_Goal of the exercise_.
The span to repeat in the listing below runs from the line containing "Each stage is" to the line containing "pub enum PipelineError", inclusive. Repeat it exactly, and only it.

_Data supplied_.

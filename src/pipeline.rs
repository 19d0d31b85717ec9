//! End-to-end symmetry-class count for one graph.
//!
//! ## Stages
//!
//! 1. Index the edges of the graph
//! 2. Enumerate the automorphism group
//! 3. Translate every automorphism into an edge permutation
//! 4. Stream spanning trees through the orbit deduplicator
//! 5. Optionally check the tree count against the Matrix-Tree theorem
//!
//! Each stage is timed and logged; the totals land in a [`ClassReport`].

use std::fmt;
use std::time::{Duration, Instant};

use serde::{Deserialize, Serialize};
use tracing::{debug, info, info_span, warn};

use crate::canonical::class_fingerprint;
use crate::config::RunConfig;
use crate::edge_index::{build_edge_index, IndexError};
use crate::enumerate::{
    AutomorphismEnumerator, BranchingTreeEnumerator, EnumerationError, SpanningTreeEnumerator,
};
use crate::kirchhoff::{verified_tree_count, KirchhoffError};
use crate::orbit::OrbitDeduplicator;
use crate::permutation::{derive_edge_permutations, PermutationError};
use crate::solids::PlatonicSolid;
use crate::types::{GraphError, SimpleGraph, UndirectedEdge};

/// Error type for a pipeline run.
#[derive(Debug, thiserror::Error)]
pub enum PipelineError {
    /// The input graph could not be built.
    #[error("Invalid graph: {0}")]
    Graph(#[from] GraphError),
    /// Edge indexing failed.
    #[error("Edge index error: {0}")]
    Index(#[from] IndexError),
    /// An enumerator failed.
    #[error("Enumeration error: {0}")]
    Enumeration(#[from] EnumerationError),
    /// Translating or applying a permutation failed.
    #[error("Permutation error: {0}")]
    Permutation(#[from] PermutationError),
    /// The Matrix-Tree count could not be computed.
    #[error("Kirchhoff error: {0}")]
    Kirchhoff(#[from] KirchhoffError),
    /// Fingerprint serialization failed.
    #[error("Serialization error: {0}")]
    Serialization(#[from] serde_json::Error),
    /// The tree enumerator disagrees with the Matrix-Tree theorem.
    #[error("Enumerated {enumerated} spanning trees but Kirchhoff gives {kirchhoff}")]
    TreeCountMismatch {
        /// Trees produced by the enumerator.
        enumerated: usize,
        /// Matrix-Tree count.
        kirchhoff: u128,
    },
}

/// Wall-clock seconds spent per stage.
#[derive(Debug, Clone, Copy, Default, PartialEq, Serialize, Deserialize)]
pub struct StageTimings {
    /// Edge indexing.
    pub graph_index_secs: f64,
    /// Automorphism enumeration.
    pub automorphisms_secs: f64,
    /// Edge permutation derivation.
    pub edge_permutations_secs: f64,
    /// Tree enumeration with canonicalization and deduplication.
    pub trees_secs: f64,
    /// Matrix-Tree cross-check (zero when skipped).
    pub kirchhoff_secs: f64,
    /// Whole run.
    pub total_secs: f64,
}

/// Result of one pipeline run.
#[derive(Debug, Clone, PartialEq, Serialize, Deserialize)]
pub struct ClassReport {
    /// [`crate::REPORT_SCHEMA_VERSION`] at the time of the run.
    pub schema_version: String,
    /// Name the graph was run under.
    pub graph: String,
    /// Vertex count.
    pub vertices: usize,
    /// Edge count.
    pub edges: usize,
    /// Order of the automorphism group.
    pub automorphisms: usize,
    /// Spanning trees enumerated.
    pub n_trees: usize,
    /// Symmetry classes of spanning trees.
    pub n_classes: usize,
    /// Matrix-Tree count, if the cross-check ran.
    pub kirchhoff_trees: Option<u128>,
    /// Order-independent hash of the canonical representatives.
    pub class_fingerprint: String,
    /// Hash of the configuration used.
    pub params_hash: String,
    /// Per-stage timings.
    pub timings: StageTimings,
}

impl ClassReport {
    /// Average trees per class, if any class exists.
    pub fn trees_per_class(&self) -> Option<f64> {
        (self.n_classes > 0).then(|| self.n_trees as f64 / self.n_classes as f64)
    }
}

impl fmt::Display for ClassReport {
    fn fmt(&self, f: &mut fmt::Formatter<'_>) -> fmt::Result {
        writeln!(
            f,
            "{}: {} vertices, {} edges, |Aut| = {}",
            self.graph, self.vertices, self.edges, self.automorphisms
        )?;
        match self.kirchhoff_trees {
            Some(k) => writeln!(f, "  spanning trees:     {} (Kirchhoff {})", self.n_trees, k)?,
            None => writeln!(f, "  spanning trees:     {}", self.n_trees)?,
        }
        writeln!(f, "  symmetry classes:   {}", self.n_classes)?;
        writeln!(f, "  fingerprint:        {}", self.class_fingerprint)?;
        let t = &self.timings;
        writeln!(f, "  time graph index:   {:.6}s", t.graph_index_secs)?;
        writeln!(f, "  time automorphisms: {:.6}s", t.automorphisms_secs)?;
        writeln!(f, "  time edge perms:    {:.6}s", t.edge_permutations_secs)?;
        writeln!(f, "  time trees+dedup:   {:.6}s", t.trees_secs)?;
        if self.kirchhoff_trees.is_some() {
            writeln!(f, "  time kirchhoff:     {:.6}s", t.kirchhoff_secs)?;
        }
        write!(f, "  time total:         {:.6}s", t.total_secs)
    }
}

/// Runs the symmetry-class count with a fixed configuration.
#[derive(Debug, Clone, Default)]
pub struct TreeClassPipeline {
    config: RunConfig,
}

impl TreeClassPipeline {
    /// Create a pipeline.
    pub fn new(config: RunConfig) -> Self {
        Self { config }
    }

    /// The configuration in use.
    pub fn config(&self) -> &RunConfig {
        &self.config
    }

    /// Run on one of the named solids.
    pub fn run_solid(&self, solid: PlatonicSolid) -> Result<ClassReport, PipelineError> {
        self.run(solid.name(), &solid.graph())
    }

    /// Run on a graph given as an adjacency list.
    pub fn run_adjacency(
        &self,
        name: &str,
        adjacency: &[Vec<usize>],
    ) -> Result<ClassReport, PipelineError> {
        let graph = SimpleGraph::from_adjacency(adjacency)?;
        self.run(name, &graph)
    }

    /// Run with the configured automorphism backend and the default tree
    /// enumerator.
    pub fn run(&self, name: &str, graph: &SimpleGraph) -> Result<ClassReport, PipelineError> {
        self.run_with(name, graph, &self.config.automorphisms, &BranchingTreeEnumerator)
    }

    /// Run with caller-supplied enumerators.
    pub fn run_with<A, T>(
        &self,
        name: &str,
        graph: &SimpleGraph,
        automorphisms: &A,
        trees: &T,
    ) -> Result<ClassReport, PipelineError>
    where
        A: AutomorphismEnumerator + ?Sized,
        T: SpanningTreeEnumerator,
    {
        let span = info_span!("tree_classes", graph = %name);
        let _guard = span.enter();
        let params_hash = self.config.params_hash()?;
        let start = Instant::now();

        let index = build_edge_index(graph)?;
        let graph_index = start.elapsed();
        info!(
            vertices = graph.vertex_count(),
            edges = index.len(),
            elapsed_s = secs(graph_index),
            "indexed graph"
        );

        let stage = Instant::now();
        let group = automorphisms.automorphisms(graph)?;
        let automorphisms_time = stage.elapsed();
        info!(
            automorphisms = group.len(),
            elapsed_s = secs(automorphisms_time),
            "enumerated automorphisms"
        );

        let stage = Instant::now();
        let perms = derive_edge_permutations(&group, &index)?;
        let perms_time = stage.elapsed();
        info!(
            permutations = perms.len(),
            elapsed_s = secs(perms_time),
            "derived edge permutations"
        );

        let stage = Instant::now();
        let mut dedup = OrbitDeduplicator::new(&index, &perms)?;
        let tree_iter = trees.spanning_trees(graph)?;
        self.deduplicate(&mut dedup, tree_iter)?;
        let trees_time = stage.elapsed();
        let count = dedup.count();
        info!(
            n_trees = count.n_trees,
            n_classes = count.n_classes,
            elapsed_s = secs(trees_time),
            "canonicalized spanning trees"
        );

        let stage = Instant::now();
        let kirchhoff_trees = self.cross_check(graph, count.n_trees)?;
        let kirchhoff_time = if kirchhoff_trees.is_some() {
            stage.elapsed()
        } else {
            Duration::ZERO
        };

        let class_fingerprint = class_fingerprint(&dedup.representatives())?;
        let total = start.elapsed();
        info!(total_s = secs(total), fingerprint = %class_fingerprint, "run complete");

        Ok(ClassReport {
            schema_version: crate::REPORT_SCHEMA_VERSION.to_string(),
            graph: name.to_string(),
            vertices: graph.vertex_count(),
            edges: index.len(),
            automorphisms: group.len(),
            n_trees: count.n_trees,
            n_classes: count.n_classes,
            kirchhoff_trees,
            class_fingerprint,
            params_hash,
            timings: StageTimings {
                graph_index_secs: secs(graph_index),
                automorphisms_secs: secs(automorphisms_time),
                edge_permutations_secs: secs(perms_time),
                trees_secs: secs(trees_time),
                kirchhoff_secs: secs(kirchhoff_time),
                total_secs: secs(total),
            },
        })
    }

    fn deduplicate<I>(&self, dedup: &mut OrbitDeduplicator<'_>, trees: I) -> Result<(), PermutationError>
    where
        I: Iterator,
        I::Item: AsRef<[UndirectedEdge]>,
    {
        if self.config.runs_parallel() {
            #[cfg(feature = "parallel")]
            return dedup.extend_par(trees);
        }
        if self.config.parallel && !cfg!(feature = "parallel") {
            warn!("parallel canonicalization requested without the `parallel` feature, running sequentially");
        }
        dedup.extend_trees(trees)
    }

    /// Matrix-Tree count, or `None` when the check is off or the graph is empty.
    fn cross_check(&self, graph: &SimpleGraph, enumerated: usize) -> Result<Option<u128>, PipelineError> {
        if !self.config.verify_tree_count {
            return Ok(None);
        }
        if graph.vertex_count() == 0 {
            debug!("empty graph, skipping Kirchhoff check");
            return Ok(None);
        }
        let kirchhoff = verified_tree_count(graph, self.config.cofactor_checks, self.config.determinant)?;
        if kirchhoff != enumerated as u128 {
            return Err(PipelineError::TreeCountMismatch { enumerated, kirchhoff });
        }
        debug!(kirchhoff = %kirchhoff, "tree count confirmed");
        Ok(Some(kirchhoff))
    }
}

fn secs(d: Duration) -> f64 {
    d.as_secs_f64()
}

#[cfg(test)]
mod tests {
    use super::*;
    use crate::config::AutomorphismBackend;
    use crate::enumerate::SpanningTreeIter;
    use crate::types::Automorphism;

    fn run(graph: &SimpleGraph) -> ClassReport {
        TreeClassPipeline::default().run("test", graph).unwrap()
    }

    #[test]
    fn test_small_graphs() {
        let p3 = run(&SimpleGraph::path(3));
        assert_eq!((p3.automorphisms, p3.n_trees, p3.n_classes), (2, 1, 1));

        let c4 = run(&SimpleGraph::cycle(4));
        assert_eq!((c4.automorphisms, c4.n_trees, c4.n_classes), (8, 4, 1));
        assert_eq!(c4.kirchhoff_trees, Some(4));

        let k4 = run(&SimpleGraph::complete(4));
        assert_eq!((k4.automorphisms, k4.n_trees, k4.n_classes), (24, 16, 2));
    }

    #[test]
    fn test_cube() {
        let report = TreeClassPipeline::default().run_solid(PlatonicSolid::Cube).unwrap();
        assert_eq!(report.graph, "cube");
        assert_eq!(report.automorphisms, 48);
        assert_eq!(report.n_trees, 384);
        assert_eq!(report.n_classes, 11);
        assert!(report.timings.total_secs >= report.timings.trees_secs);
    }

    #[test]
    fn test_degenerate_graphs() {
        let empty = run(&SimpleGraph::empty(0));
        assert_eq!((empty.n_trees, empty.n_classes, empty.kirchhoff_trees), (0, 0, None));

        let split = run(&SimpleGraph::from_edges(4, [(0, 1), (2, 3)]).unwrap());
        assert_eq!((split.n_trees, split.n_classes), (0, 0));
        assert_eq!(split.kirchhoff_trees, Some(0));

        let single = run(&SimpleGraph::empty(1));
        assert_eq!((single.n_trees, single.n_classes), (1, 1));
    }

    #[test]
    fn test_trivial_group_counts_every_tree() {
        struct IdentityOnly;
        impl AutomorphismEnumerator for IdentityOnly {
            fn automorphisms(&self, graph: &SimpleGraph) -> Result<Vec<Automorphism>, EnumerationError> {
                Ok(vec![Automorphism::identity(graph.vertex_count())])
            }
        }
        let report = TreeClassPipeline::default()
            .run_with("k4", &SimpleGraph::complete(4), &IdentityOnly, &BranchingTreeEnumerator)
            .unwrap();
        assert_eq!(report.n_classes, report.n_trees);
    }

    #[test]
    fn test_broken_tree_enumerator_is_caught() {
        /// Drops the first tree.
        struct Lossy;
        impl SpanningTreeEnumerator for Lossy {
            type Iter<'g> = std::iter::Skip<SpanningTreeIter<'g>>;
            fn spanning_trees<'g>(&'g self, graph: &'g SimpleGraph) -> Result<Self::Iter<'g>, EnumerationError> {
                Ok(SpanningTreeIter::new(graph)?.skip(1))
            }
        }
        let err = TreeClassPipeline::default()
            .run_with("c4", &SimpleGraph::cycle(4), &AutomorphismBackend::Vf2, &Lossy)
            .unwrap_err();
        assert!(matches!(
            err,
            PipelineError::TreeCountMismatch { enumerated: 3, kirchhoff: 4 }
        ));
    }

    #[test]
    fn test_skip_verification() {
        let config = RunConfig {
            verify_tree_count: false,
            ..RunConfig::default()
        };
        let report = TreeClassPipeline::new(config).run("c5", &SimpleGraph::cycle(5)).unwrap();
        assert_eq!(report.kirchhoff_trees, None);
        assert_eq!(report.timings.kirchhoff_secs, 0.0);
        assert_eq!(report.n_classes, 1);
    }

    #[test]
    fn test_backends_agree() {
        let graph = SimpleGraph::complete(5);
        let vf2 = TreeClassPipeline::default().run("k5", &graph).unwrap();
        let brute = TreeClassPipeline::new(RunConfig {
            automorphisms: AutomorphismBackend::brute_force(),
            ..RunConfig::default()
        })
        .run("k5", &graph)
        .unwrap();
        assert_eq!(vf2.n_classes, brute.n_classes);
        assert_eq!(vf2.class_fingerprint, brute.class_fingerprint);
        assert_ne!(vf2.params_hash, brute.params_hash);
    }

    #[test]
    fn test_invalid_adjacency() {
        let err = TreeClassPipeline::default()
            .run_adjacency("bad", &[vec![0]])
            .unwrap_err();
        assert!(matches!(err, PipelineError::Graph(GraphError::SelfLoop(0))));
    }

    #[test]
    fn test_report_json() {
        let report = run(&SimpleGraph::cycle(4));
        let json = serde_json::to_string(&report).unwrap();
        let back: ClassReport = serde_json::from_str(&json).unwrap();
        assert_eq!(back.n_classes, 1);
        assert!(report.to_string().contains("symmetry classes:   1"));
    }
}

_Exercise answer_.
//! Each stage is timed and logged; the totals land in a [`ClassReport`].

use std::fmt;
use std::time::{Duration, Instant};

use serde::{Deserialize, Serialize};
use tracing::{debug, info, info_span, warn};

use crate::canonical::class_fingerprint;
use crate::config::RunConfig;
use crate::edge_index::{build_edge_index, IndexError};
use crate::enumerate::{
    AutomorphismEnumerator, BranchingTreeEnumerator, EnumerationError, SpanningTreeEnumerator,
};
use crate::kirchhoff::{verified_tree_count, KirchhoffError};
use crate::orbit::OrbitDeduplicator;
use crate::permutation::{derive_edge_permutations, PermutationError};
use crate::solids::PlatonicSolid;
use crate::types::{GraphError, SimpleGraph, UndirectedEdge};

/// Error type for a pipeline run.
#[derive(Debug, thiserror::Error)]
pub enum PipelineError {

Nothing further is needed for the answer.